No cat at all, but predicting a cat


my L-Layer model reached a testing set accuracy of 80%, as predicted.

I find it interesting that this completely cat-free image is classified as “cat”:

I therefore played around with the number and size of the layers and for example increased it to [12288, 64, 64, 32, 1] - just thinking that “more must be better”.

Indeed, the training set accuracy went up to incredible 99,9999999%, but the test set accuracy dropped to little more then 70%, indicating the the model is now overfitting. However, my testing image above was now correctly classified as “non-cat”.

Just wanted to share this experience. It is obviously not really easy to define the number and size of layers. The fitting of training data can reach incredibly high accuracy, but the danger of overfitting is quite high then.

The number of training samples seems much too low to reach higher generalization.

Any other experiences like this? Did anybody find a better configuration?

Best regards


What you are sharing is really interesting. With the small amount of data, increasing the number of layers or the size of the layers makes the model learns a more complex function. As a result, the model is overfit.

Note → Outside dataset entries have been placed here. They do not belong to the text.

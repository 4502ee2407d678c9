use dioxus::prelude::*;

use crate::client::component::{Footer, Header, RouteGate};

/// Persistent chrome around whatever the router selected.
#[component]
pub fn Shell() -> Element {
    rsx!(div {
        class: "flex flex-col min-h-screen",
        Header {  }
        main {
            class: "flex-1",
            RouteGate {  }
        }
        Footer {  }
    })
}
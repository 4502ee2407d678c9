use dioxus_logger::tracing;

use crate::client::navigation::{
    error::StaleCheck,
    guard::{AuthPredicate, AuthStatus},
};

#[derive(Debug, Clone, PartialEq, Eq)]
pub enum SessionState<U> {
    Anonymous,
    /// An auth check is in flight.
    Checking,
    Authenticated(U),
}

/// Handle for an in-flight auth check.
///
/// Only the most recent check started after the last login/logout, for the
/// navigation that is still current, may settle the store.
#[derive(Debug, Clone, Copy, PartialEq, Eq)]
pub struct CheckTicket {
    epoch: u64,
    generation: u64,
}

impl CheckTicket {
    pub fn generation(&self) -> u64 {
        self.generation
    }
}

/// In-memory authentication store backing the route guard.
///
/// Writes go through `&mut self`, so they are serialized by ownership; each one
/// bumps the epoch and thereby invalidates every outstanding [`CheckTicket`].
/// Nothing is persisted.
#[derive(Debug, Clone, PartialEq, Eq)]
pub struct AuthStore<U> {
    state: SessionState<U>,
    epoch: u64,
}

impl<U> Default for AuthStore<U> {
    fn default() -> Self {
        Self {
            state: SessionState::Anonymous,
            epoch: 0,
        }
    }
}

impl<U> AuthStore<U> {
    pub fn new() -> Self {
        Self::default()
    }

    pub fn state(&self) -> &SessionState<U> {
        &self.state
    }

    pub fn user(&self) -> Option<&U> {
        match &self.state {
            SessionState::Authenticated(user) => Some(user),
            _ => None,
        }
    }

    pub fn epoch(&self) -> u64 {
        self.epoch
    }

    pub fn login(&mut self, user: U) {
        self.epoch += 1;
        self.state = SessionState::Authenticated(user);
    }

    pub fn logout(&mut self) {
        self.epoch += 1;
        self.state = SessionState::Anonymous;
    }

    /// Marks the store as checking on behalf of navigation `generation`.
    pub fn begin_check(&mut self, generation: u64) -> CheckTicket {
        self.epoch += 1;
        self.state = SessionState::Checking;

        CheckTicket {
            epoch: self.epoch,
            generation,
        }
    }

    /// Applies the result of a check. `Some(user)` authenticates, `None`
    /// leaves the visitor anonymous.
    ///
    /// Fails with [`StaleCheck`], leaving the store untouched, when a login,
    /// logout or newer check happened in between, or when `current_generation`
    /// shows that a newer navigation superseded the one the check was for.
    pub fn complete_check(
        &mut self,
        ticket: CheckTicket,
        current_generation: u64,
        result: Option<U>,
    ) -> Result<AuthStatus, StaleCheck> {
        if ticket.epoch != self.epoch || ticket.generation != current_generation {
            tracing::debug!(
                "Discarding auth check from generation {} (current {})",
                ticket.generation,
                current_generation
            );
            return Err(StaleCheck);
        }

        self.state = match result {
            Some(user) => SessionState::Authenticated(user),
            None => SessionState::Anonymous,
        };

        Ok(self.status())
    }
}

impl<U> AuthPredicate for AuthStore<U> {
    fn status(&self) -> AuthStatus {
        match self.state {
            SessionState::Anonymous => AuthStatus::Unauthorized,
            SessionState::Checking => AuthStatus::Pending,
            SessionState::Authenticated(_) => AuthStatus::Authorized,
        }
    }
}
use chrono::{Datelike, Utc};
use dioxus::prelude::*;

use crate::client::{constant::SITE_NAME, router::Route};

#[component]
pub fn Footer() -> Element {
    let year = Utc::now().year();

    rsx!(footer {
        class: "footer footer-center gap-2 p-6 bg-base-200 text-base-content",
        nav {
            class: "flex gap-4",
            Link { to: Route::Home {}, class: "link link-hover", "Home" }
            Link { to: Route::About {}, class: "link link-hover", "About" }
        }
        p { "© {year} {SITE_NAME}" }
    })
}
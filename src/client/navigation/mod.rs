//! Route table, route guard and navigation state.
//!
//! Independent of the renderer: everything here works on plain location
//! strings and opaque page handles, so routing and guard decisions can be
//! exercised without mounting any component.
//!
//! - **Table** (`table`) - Validated route tree built once at startup
//! - **Resolve** (`resolve`) - Location to route matching with index fallback
//! - **Guard** (`guard`) - Auth predicate and render/redirect/pending decision
//! - **Decision** (`decision`) - Resolution and guard combined for one location
//! - **History** (`history`) - Push/replace history model
//! - **Navigator** (`navigator`) - Redirect-following navigation over a history
//! - **Session** (`session`) - Auth store with stale-check protection

pub mod decision;
pub mod error;
pub mod guard;
pub mod history;
pub mod navigator;
pub mod path;
pub mod resolve;
pub mod session;
pub mod table;

#[cfg(test)]
mod test;

pub use decision::{Decision, RedirectReason};
pub use error::{NavigationError, RouteTableError, StaleCheck};
pub use guard::{AuthPredicate, AuthStatus, GuardDecision, RouteGuard};
pub use history::History;
pub use navigator::{Navigator, NavigatorConfig, Outcome, View};
pub use resolve::Resolution;
pub use session::{AuthStore, CheckTicket, SessionState};
pub use table::{Element, RouteDef, RouteEntry, RoutePath, RouteTable, Target};
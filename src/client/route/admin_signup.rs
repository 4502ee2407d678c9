use dioxus::prelude::*;

use crate::{
    client::{
        component::Page, constant::SITE_NAME, model::directory::DirectoryContext, router::Route,
    },
    model::admin::{AdminSignupDto, MIN_PASSWORD_LENGTH},
};

#[component]
pub fn AdminSignUp() -> Element {
    let mut directory = use_context::<DirectoryContext>();

    let mut form = use_signal(AdminSignupDto::default);
    let mut error = use_signal(|| None::<String>);
    let mut created = use_signal(|| false);

    let on_submit = move |evt: Event<FormData>| {
        evt.prevent_default();

        match directory.register(&form()) {
            Ok(()) => {
                error.set(None);
                form.set(AdminSignupDto::default());
                created.set(true);
            }
            Err(e) => error.set(Some(e.to_string())),
        }
    };

    let current = form();

    rsx! {
        Title { "Sign up | {SITE_NAME}" }
        Page {
            class: "flex flex-col gap-6 items-center justify-center",
            h1 { class: "text-2xl font-semibold", "Create an admin account" }
            if created() {
                div {
                    class: "alert alert-success w-full max-w-sm",
                    span { "Account created. " }
                    Link { to: Route::AdminLogin {}, class: "link", "Log in" }
                }
            }
            form {
                class: "flex flex-col gap-4 w-full max-w-sm",
                onsubmit: on_submit,
                div {
                    class: "flex flex-col gap-2",
                    label { class: "label", span { class: "label-text", "Full name" } }
                    input {
                        r#type: "text",
                        class: "input input-bordered w-full",
                        value: "{current.fullname}",
                        required: true,
                        oninput: move |e| form.write().fullname = e.value()
                    }
                }
                div {
                    class: "flex flex-col gap-2",
                    label { class: "label", span { class: "label-text", "Email" } }
                    input {
                        r#type: "email",
                        class: "input input-bordered w-full",
                        placeholder: "admin@college.edu",
                        value: "{current.email}",
                        required: true,
                        oninput: move |e| form.write().email = e.value()
                    }
                }
                div {
                    class: "flex flex-col gap-2",
                    label { class: "label", span { class: "label-text", "Password" } }
                    input {
                        r#type: "password",
                        class: "input input-bordered w-full",
                        minlength: "{MIN_PASSWORD_LENGTH}",
                        value: "{current.password}",
                        required: true,
                        oninput: move |e| form.write().password = e.value()
                    }
                }

                // Error Message
                if let Some(err) = error() {
                    div {
                        class: "alert alert-error",
                        span { "{err}" }
                    }
                }

                button { r#type: "submit", class: "btn btn-primary", "Sign up" }
            }
        }
    }
}
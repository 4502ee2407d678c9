pub mod about;
pub mod admin_login;
pub mod admin_signup;
pub mod home;
pub mod index;
pub mod not_found;
pub mod secret_page;

pub use about::About;
pub use admin_login::AdminLogin;
pub use admin_signup::AdminSignUp;
pub use home::Home;
pub use index::Index;
pub use not_found::NotFound;
pub use secret_page::SecretPage;
//! Browser-side portal: route table, route guard, shell and pages.
//!
//! - **Navigation** (`navigation/`) - Renderer-independent routing and guard logic
//! - **Router** (`router`) - Rendered route enum and the portal's route table
//! - **Components** (`component/`) - Shell chrome and the route gate
//! - **Routes** (`route/`) - One component per page
//! - **Model** (`model/`) - Auth session and admin directory contexts

pub mod app;
pub mod component;
pub mod constant;
pub mod model;
pub mod navigation;
pub mod route;
pub mod router;

pub use app::App;
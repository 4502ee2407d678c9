use std::collections::HashSet;

use crate::client::navigation::{
    error::RouteTableError,
    path::{join, normalize, parse_definition},
};

/// Where a route definition sits inside its parent scope.
#[derive(Debug, Clone, PartialEq, Eq)]
pub enum RoutePath {
    /// Matches the parent path with no additional segment.
    Index,
    /// Literal path, either absolute (`/about`) or relative to the parent (`about`).
    Literal(String),
}

/// What a route definition renders.
#[derive(Debug, Clone, PartialEq)]
pub enum Element<P> {
    Page(P),
    /// History-replace redirect to an absolute path.
    Redirect(String),
    /// Persistent chrome around the matched child.
    Layout { shell: P, children: Vec<RouteDef<P>> },
}

/// A route as declared by the application, before validation.
///
/// `P` is an opaque handle to something renderable; the table never looks
/// inside it.
#[derive(Debug, Clone, PartialEq)]
pub struct RouteDef<P> {
    pub path: RoutePath,
    pub element: Element<P>,
    pub guarded: bool,
}

impl<P> RouteDef<P> {
    pub fn page(path: impl Into<String>, page: P) -> Self {
        Self::new(RoutePath::Literal(path.into()), Element::Page(page))
    }

    pub fn index(page: P) -> Self {
        Self::new(RoutePath::Index, Element::Page(page))
    }

    pub fn index_redirect(to: impl Into<String>) -> Self {
        Self::new(RoutePath::Index, Element::Redirect(to.into()))
    }

    pub fn redirect(path: impl Into<String>, to: impl Into<String>) -> Self {
        Self::new(RoutePath::Literal(path.into()), Element::Redirect(to.into()))
    }

    pub fn layout(path: impl Into<String>, shell: P, children: Vec<RouteDef<P>>) -> Self {
        Self::new(
            RoutePath::Literal(path.into()),
            Element::Layout { shell, children },
        )
    }

    /// Requires the route guard to pass before this route, or any route below
    /// it, renders.
    pub fn guarded(mut self) -> Self {
        self.guarded = true;
        self
    }

    fn new(path: RoutePath, element: Element<P>) -> Self {
        Self {
            path,
            element,
            guarded: false,
        }
    }
}

/// Validated render target of a route node.
#[derive(Debug, Clone, PartialEq)]
pub enum Target<P> {
    Page(P),
    Redirect(String),
    Layout(P),
}

#[derive(Debug, Clone)]
pub(crate) struct RouteNode<P> {
    /// Segments relative to the parent scope; empty for index entries.
    pub(crate) segments: Vec<String>,
    pub(crate) index: bool,
    pub(crate) full_path: String,
    pub(crate) target: Target<P>,
    /// Own flag or inherited from a guarded ancestor.
    pub(crate) guarded: bool,
    pub(crate) children: Vec<RouteNode<P>>,
}

/// A render target listed by [`RouteTable::entries`].
#[derive(Debug, Clone, PartialEq)]
pub struct RouteEntry<'a, P> {
    pub path: &'a str,
    pub target: &'a Target<P>,
    pub guarded: bool,
}

/// Immutable, validated route tree.
///
/// Built once at startup from the application's [`RouteDef`]s. Construction
/// fails on duplicate index entries, colliding paths and malformed paths. Every
/// redirect chain must end on a page, so following redirects always terminates.
#[derive(Debug, Clone)]
pub struct RouteTable<P> {
    pub(crate) roots: Vec<RouteNode<P>>,
}

impl<P> RouteTable<P> {
    pub fn new(routes: Vec<RouteDef<P>>) -> Result<Self, RouteTableError> {
        let mut seen = HashSet::new();
        let roots = compile(routes, &[], false, &mut seen)?;

        let table = Self { roots };
        table.check_redirects()?;

        Ok(table)
    }

    /// Lists every page and redirect in declaration order, depth first.
    pub fn entries(&self) -> Vec<RouteEntry<'_, P>> {
        let mut entries = Vec::new();
        collect(&self.roots, &mut entries);
        entries
    }

    fn check_redirects(&self) -> Result<(), RouteTableError> {
        for entry in self.entries() {
            let Target::Redirect(to) = entry.target else {
                continue;
            };

            let mut visited = HashSet::from([entry.path.to_string()]);
            let mut from = entry.path;
            let mut next = to.as_str();

            loop {
                let Some(node) = self.lookup(next) else {
                    return Err(RouteTableError::DanglingRedirect {
                        from: from.to_string(),
                        to: next.to_string(),
                    });
                };
                let Target::Redirect(target) = &node.target else {
                    break;
                };
                if !visited.insert(node.full_path.clone()) {
                    return Err(RouteTableError::RedirectCycle(entry.path.to_string()));
                }
                from = node.full_path.as_str();
                next = target.as_str();
            }
        }

        Ok(())
    }
}

fn collect<'a, P>(nodes: &'a [RouteNode<P>], entries: &mut Vec<RouteEntry<'a, P>>) {
    for node in nodes {
        match &node.target {
            Target::Layout(_) => collect(&node.children, entries),
            target => entries.push(RouteEntry {
                path: &node.full_path,
                target,
                guarded: node.guarded,
            }),
        }
    }
}

fn compile<P>(
    routes: Vec<RouteDef<P>>,
    parent: &[String],
    parent_guarded: bool,
    seen: &mut HashSet<String>,
) -> Result<Vec<RouteNode<P>>, RouteTableError> {
    let scope = join(parent);
    let mut has_index = false;
    let mut nodes = Vec::with_capacity(routes.len());

    for route in routes {
        let guarded = parent_guarded || route.guarded;

        let (index, segments) = match &route.path {
            RoutePath::Index => {
                if has_index {
                    return Err(RouteTableError::DuplicateIndex(scope));
                }
                has_index = true;
                (true, Vec::new())
            }
            RoutePath::Literal(path) => (false, relative_segments(path, parent, &scope)?),
        };

        let mut full = parent.to_vec();
        full.extend(segments.iter().cloned());
        let full_path = join(&full);

        let (target, children) = match route.element {
            Element::Layout { .. } if index => {
                return Err(RouteTableError::IndexLayout(scope));
            }
            Element::Layout { shell, children } => (
                Target::Layout(shell),
                compile(children, &full, guarded, seen)?,
            ),
            Element::Page(page) => {
                claim(seen, &full_path)?;
                (Target::Page(page), Vec::new())
            }
            Element::Redirect(to) => {
                if !to.starts_with('/') {
                    return Err(RouteTableError::InvalidRedirect {
                        from: full_path,
                        to,
                    });
                }
                claim(seen, &full_path)?;
                (Target::Redirect(normalize(&to)), Vec::new())
            }
        };

        nodes.push(RouteNode {
            segments,
            index,
            full_path,
            target,
            guarded,
            children,
        });
    }

    Ok(nodes)
}

fn relative_segments(
    path: &str,
    parent: &[String],
    scope: &str,
) -> Result<Vec<String>, RouteTableError> {
    let (absolute, segments) =
        parse_definition(path).ok_or_else(|| RouteTableError::InvalidPath(path.to_string()))?;

    if !absolute {
        return Ok(segments);
    }

    match segments.strip_prefix(parent) {
        Some(rest) => Ok(rest.to_vec()),
        None => Err(RouteTableError::OutsideParent {
            path: path.to_string(),
            parent: scope.to_string(),
        }),
    }
}

fn claim(seen: &mut HashSet<String>, full_path: &str) -> Result<(), RouteTableError> {
    if seen.insert(full_path.to_string()) {
        Ok(())
    } else {
        Err(RouteTableError::PathCollision(full_path.to_string()))
    }
}
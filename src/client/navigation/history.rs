/// In-memory browser history: an ordered list of entries and a cursor.
///
/// Mirrors the two write operations a browser offers. `push` drops any forward
/// entries and appends, `replace` overwrites the current entry so the old
/// location can no longer be reached with `back`.
#[derive(Debug, Clone, Default, PartialEq, Eq)]
pub struct History {
    entries: Vec<String>,
    cursor: usize,
}

impl History {
    pub fn new() -> Self {
        Self::default()
    }

    pub fn current(&self) -> Option<&str> {
        self.entries.get(self.cursor).map(String::as_str)
    }

    pub fn push(&mut self, location: impl Into<String>) {
        if self.entries.is_empty() {
            self.entries.push(location.into());
            return;
        }

        self.entries.truncate(self.cursor + 1);
        self.entries.push(location.into());
        self.cursor = self.entries.len() - 1;
    }

    /// Overwrites the current entry, or creates the first one.
    pub fn replace(&mut self, location: impl Into<String>) {
        match self.entries.get_mut(self.cursor) {
            Some(entry) => *entry = location.into(),
            None => self.entries.push(location.into()),
        }
    }

    /// Moves one entry back. Returns the new location, or `None` at the start.
    pub fn back(&mut self) -> Option<&str> {
        if self.cursor == 0 {
            return None;
        }

        self.cursor -= 1;
        self.current()
    }

    /// Moves one entry forward. Returns the new location, or `None` at the end.
    pub fn forward(&mut self) -> Option<&str> {
        if self.cursor + 1 >= self.entries.len() {
            return None;
        }

        self.cursor += 1;
        self.current()
    }

    pub fn entries(&self) -> &[String] {
        &self.entries
    }

    pub fn len(&self) -> usize {
        self.entries.len()
    }

    pub fn is_empty(&self) -> bool {
        self.entries.is_empty()
    }
}
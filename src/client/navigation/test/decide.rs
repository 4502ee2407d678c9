use super::*;

/// Tests that unguarded routes render regardless of auth state.
///
/// Expected: Render for every unguarded page with every status, including no predicate
#[test]
fn unguarded_routes_ignore_auth() {
    let table = portal_table();
    let guard = RouteGuard::new("/AdminLogin");

    for location in ["/home", "/about", "/AdminSignUp", "/AdminLogin"] {
        for auth in [
            None,
            Some(AuthStatus::Authorized),
            Some(AuthStatus::Unauthorized),
            Some(AuthStatus::Pending),
        ] {
            let decision = table.decide(
                location,
                &guard,
                auth.as_ref().map(|s| s as &dyn AuthPredicate),
            );
            assert!(
                matches!(decision, Decision::Render { .. }),
                "{location} with {auth:?} gave {decision:?}"
            );
        }
    }
}

/// Tests the protected route under each auth status.
///
/// Expected: Render when authorized, Unauthorized redirect otherwise, Pending while checking
#[test]
fn protected_route_follows_guard() {
    let table = portal_table();
    let guard = RouteGuard::new("/AdminLogin");

    assert_eq!(
        table.decide("/secretPage", &guard, Some(&true)),
        Decision::Render {
            path: "/secretPage".to_string(),
            page: "secret",
            layouts: vec!["shell"],
        }
    );
    assert_eq!(
        table.decide("/secretPage", &guard, Some(&false)),
        Decision::Redirect {
            to: "/AdminLogin".to_string(),
            reason: RedirectReason::Unauthorized {
                return_to: "/secretPage".to_string()
            },
        }
    );
    assert_eq!(
        table.decide("/secretPage", &guard, Some(&AuthStatus::Pending)),
        Decision::Pending {
            path: "/secretPage".to_string(),
            layouts: vec!["shell"],
        }
    );
}

/// Tests the root canonicalization and the not-found decision.
///
/// Expected: Canonical redirect for `/`, NotFound for `/xyz`
#[test]
fn root_redirects_and_unknown_is_not_found() {
    let table = portal_table();
    let guard = RouteGuard::new("/AdminLogin");

    assert_eq!(
        table.decide("/", &guard, None),
        Decision::Redirect {
            to: "/home".to_string(),
            reason: RedirectReason::Canonical,
        }
    );
    assert_eq!(
        table.decide("/xyz", &guard, None),
        Decision::NotFound {
            path: "/xyz".to_string()
        }
    );
}

/// Tests a guarded redirect entry for each auth status.
///
/// The redirect must not fire for a visitor the guard refuses, and a missing
/// predicate is treated as refused.
///
/// Expected: Unauthorized redirect to `/AdminLogin` when refused or unknown,
/// Pending while checking, Canonical redirect to `/home` when authorized
#[test]
fn guarded_redirect_follows_guard() -> Result<(), RouteTableError> {
    let table = RouteTable::new(vec![
        RouteDef::page("/home", "home"),
        RouteDef::page("/AdminLogin", "login"),
        RouteDef::redirect("/oldSecret", "/home").guarded(),
    ])?;
    let guard = RouteGuard::new("/AdminLogin");
    let refused = Decision::Redirect {
        to: "/AdminLogin".to_string(),
        reason: RedirectReason::Unauthorized {
            return_to: "/oldSecret".to_string(),
        },
    };

    assert_eq!(table.decide("/oldSecret", &guard, Some(&false)), refused);
    assert_eq!(table.decide("/oldSecret", &guard, None), refused);
    assert_eq!(
        table.decide("/oldSecret", &guard, Some(&AuthStatus::Pending)),
        Decision::Pending {
            path: "/oldSecret".to_string(),
            layouts: vec![],
        }
    );
    assert_eq!(
        table.decide("/oldSecret", &guard, Some(&true)),
        Decision::Redirect {
            to: "/home".to_string(),
            reason: RedirectReason::Canonical,
        }
    );

    Ok(())
}

/// Tests the index redirect of a guarded layout for an anonymous navigation.
///
/// Expected: the visitor lands on `/AdminLogin`, not on the redirect target
#[test]
fn guarded_layout_index_redirect_is_refused() -> Result<(), NavigationError> {
    let table = RouteTable::new(vec![
        RouteDef::page("/home", "home"),
        RouteDef::page("/AdminLogin", "login"),
        RouteDef::layout(
            "/admin",
            "admin-shell",
            vec![
                RouteDef::index_redirect("/admin/users"),
                RouteDef::page("users", "users"),
            ],
        )
        .guarded(),
    ])
    .expect("routes are valid");
    let mut navigator = Navigator::new(table, NavigatorConfig::default())?;

    let outcome = navigator.navigate("/admin", Some(&false))?;
    assert_eq!(outcome.location, "/AdminLogin");
    assert_eq!(navigator.return_to(), Some("/admin"));

    let outcome = navigator.complete_login(Some(&true))?;
    assert_eq!(outcome.location, "/admin/users");

    Ok(())
}

/// Tests that the refused location keeps its query string and fragment.
///
/// Expected: Unauthorized redirect remembering `/secretPage?tab=2#top`
#[test]
fn refusal_keeps_query() {
    let table = portal_table();
    let guard = RouteGuard::new("/AdminLogin");

    assert_eq!(
        table.decide("/secretPage?tab=2#top", &guard, Some(&false)),
        Decision::Redirect {
            to: "/AdminLogin".to_string(),
            reason: RedirectReason::Unauthorized {
                return_to: "/secretPage?tab=2#top".to_string()
            },
        }
    );
}
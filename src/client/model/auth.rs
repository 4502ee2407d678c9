use chrono::{DateTime, Utc};
use dioxus::prelude::*;
use dioxus_logger::tracing;

use crate::client::navigation::{AuthPredicate, AuthStatus, AuthStore};

/// The logged-in admin.
#[derive(Debug, Clone, PartialEq)]
pub struct AdminSession {
    pub fullname: String,
    pub email: String,
    pub logged_in_at: DateTime<Utc>,
}

/// Shared handle to the session's [`AuthStore`].
///
/// Provided once by `App`; every guard evaluation reads it fresh.
#[derive(Clone, Copy)]
pub struct AuthContext {
    inner: Signal<AuthStore<AdminSession>>,
}

impl AuthContext {
    pub fn new() -> Self {
        Self {
            inner: Signal::new(AuthStore::new()),
        }
    }

    pub fn status(&self) -> AuthStatus {
        self.inner.read().status()
    }

    pub fn session(&self) -> Option<AdminSession> {
        self.inner.read().user().cloned()
    }

    pub fn login(&mut self, session: AdminSession) {
        tracing::info!("Admin {} logged in", session.email);
        self.inner.write().login(session);
    }

    pub fn logout(&mut self) {
        tracing::info!("Admin logged out");
        self.inner.write().logout();
    }
}

/// Location the route guard refused, to continue to after login.
#[derive(Clone, Copy)]
pub struct ReturnTo {
    inner: Signal<Option<String>>,
}

impl ReturnTo {
    pub fn new() -> Self {
        Self {
            inner: Signal::new(None),
        }
    }

    pub fn set(&mut self, location: String) {
        self.inner.set(Some(location));
    }

    pub fn take(&mut self) -> Option<String> {
        self.inner.write().take()
    }

    pub fn clear(&mut self) {
        if self.inner.peek().is_some() {
            self.inner.set(None);
        }
    }
}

It’s always an interesting experience to take a case like this and try to improve or modify it. Thanks for doing this and sharing your results. I think your overall conclusion here is exactly the key point:

Here’s another thread with a different type of experiments with this test case which reaches the same conclusion.


I now randomly generated 100 DNN architectures with the following contraints:

  • number of layers per network from 4 to 8
  • number of units per Layer from 2 to 80
  • number of units from left to right decreasing or equal
  • maximum 2 consecutive layers of same size

Gradient descent with 2500 iterations, learning_rate as in the assignment.

I then trained these 100 DNNs with the given train/test split of the course 1/week 4 programming assignment.

Here are the winners of this little “competition” (accuracy in the “data” column):

As a pattern, it can be seen that the “best” networks all started with around 30 units and mostly had a very small last hidden layer (only 2 units in most cases).

I don’t know if there is a more systematic way then generating such architectures randomly. However, I think much more then 84% testing accuracy won’t be possible with these data and this implementation.

Best regards

Hi, Matthias.

This is really interesting! Thanks very much for your continuing investigations here and for sharing your results. In terms of how to do this kind of thing more systematically, I’ve never really tried this type of experiment, but the idea of randomly exploring that big a search space is probably a reasonable way to do it. Prof Ng will talk about how to choose multiple hyperparameters simultaneously in Course 2 of this series. If I’m remembering the details correctly, he recommends starting with a grid approach, but not to actually evaluate at every point in the grid. Instead he recommends randomly sampling points in the grid to try, which does sound pretty similar to how you approached the problem here.

One other general point is that we are using a pretty simple approach to Gradient Descent here with a fixed learning rate and a fixed number of iterations. My first thought was that it seems like a risky bet to assume that a 6 layer network with (say) 250 total neurons will be able to achieve an equivalent level of convergence as a 4 layer network with 64 total neurons in the same number of iterations with the same learning rate. But interestingly your results show 4, 5 and 6 layer nets as the top 3 finishers, so apparently the fixed LR and iterations does not really interfere that much. You could “hold that thought” and wait until we get to Adam optimizers and TensorFlow in Course 2. Then it would be easier to construct this kind of experiment with more sophisticated forms of GD and see if that really does make any difference.

Thanks again!